Collected data
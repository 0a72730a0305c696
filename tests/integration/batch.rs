//! Integration tests for list operations

use crate::integration::mock_server::{verdict, MockServerFixture};
use halal_detector::{BatchStrategy, ItemKind};
use mockito::Matcher;

#[tokio::test]
async fn test_batch_execution_order_preserving() {
    let fixture = MockServerFixture::new().await;
    let _beef = fixture.mock_for_subject("beef", &verdict("Halal")).await;
    let _pork = fixture.mock_for_subject("pork", &verdict("Haram")).await;
    let _gelatin = fixture.mock_for_subject("gelatin", &verdict("Questionable")).await;

    let items = ["beef", "pork", "gelatin"];
    for strategy in [
        BatchStrategy::Sequential,
        BatchStrategy::Concurrent { max_concurrency: 3 },
    ] {
        let results = fixture
            .detector_with(strategy)
            .batch_detect(&items, ItemKind::Ingredient)
            .await;
        let statuses: Vec<&str> = results.iter().map(|r| r.status.as_str()).collect();
        assert_eq!(statuses, vec!["Halal", "Haram", "Questionable"], "{strategy:?}");
        let subjects: Vec<&str> = results.iter().map(|r| r.subject.as_str()).collect();
        assert_eq!(subjects, items.to_vec());
    }
}

#[tokio::test]
async fn test_recipe_analysis_over_http() {
    let fixture = MockServerFixture::new().await;
    let flour = {
        let mut server = fixture.server.lock().await;
        server
            .mock("POST", "/")
            .match_body(Matcher::Regex("'flour'".to_string()))
            .with_status(200)
            .with_body(verdict("Halal"))
            .expect(3)
            .create_async()
            .await
    };
    let _butter = fixture.mock_for_subject("butter", &verdict("Halal")).await;
    let _rum = fixture.mock_for_subject("rum", &verdict("Haram")).await;
    let _e471 = fixture.mock_for_subject("e471", &verdict("Questionable")).await;

    let analysis = fixture
        .detector()
        .analyze_recipe("Rum cake", &["flour", "butter", "rum", "e471"])
        .await;

    assert_eq!(analysis.overall_status, "Haram");
    assert_eq!(analysis.haram_ingredients, vec!["rum"]);
    assert_eq!(analysis.questionable_ingredients, vec!["e471"]);
    assert_eq!(analysis.safe_ingredients, vec!["flour", "butter"]);
    assert_eq!(analysis.total_ingredients, 4);
    assert_eq!(analysis.halal_percentage, 50.0);
    // Once per filter.
    flour.assert_async().await;
}

#[tokio::test]
async fn test_failed_items_land_in_no_partition() {
    let fixture = MockServerFixture::new().await;
    let _mock = fixture.mock_response(503, "").await;

    let items = ["flour", "sugar"];
    let detector = fixture.detector();
    assert!(detector.safe_ingredients(&items).await.is_empty());
    assert!(detector.haram_ingredients(&items).await.is_empty());
    assert!(detector.questionable_ingredients(&items).await.is_empty());

    let analysis = detector.analyze_recipe("Bread", &items).await;
    assert_eq!(analysis.overall_status, "Halal");
    assert_eq!(analysis.halal_percentage, 0.0);
}
//! Integration tests with mock HTTP server

pub mod batch;
pub mod classification;
pub mod error_handling;
pub mod mock_server;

:: Task requirements ::
Every line of the entries that includes "beef" must be copied into the answer.

:: Output for this task ::
    let _beef = fixture.mock_for_subject("beef", &verdict("Halal")).await;
    let items = ["beef", "pork", "gelatin"];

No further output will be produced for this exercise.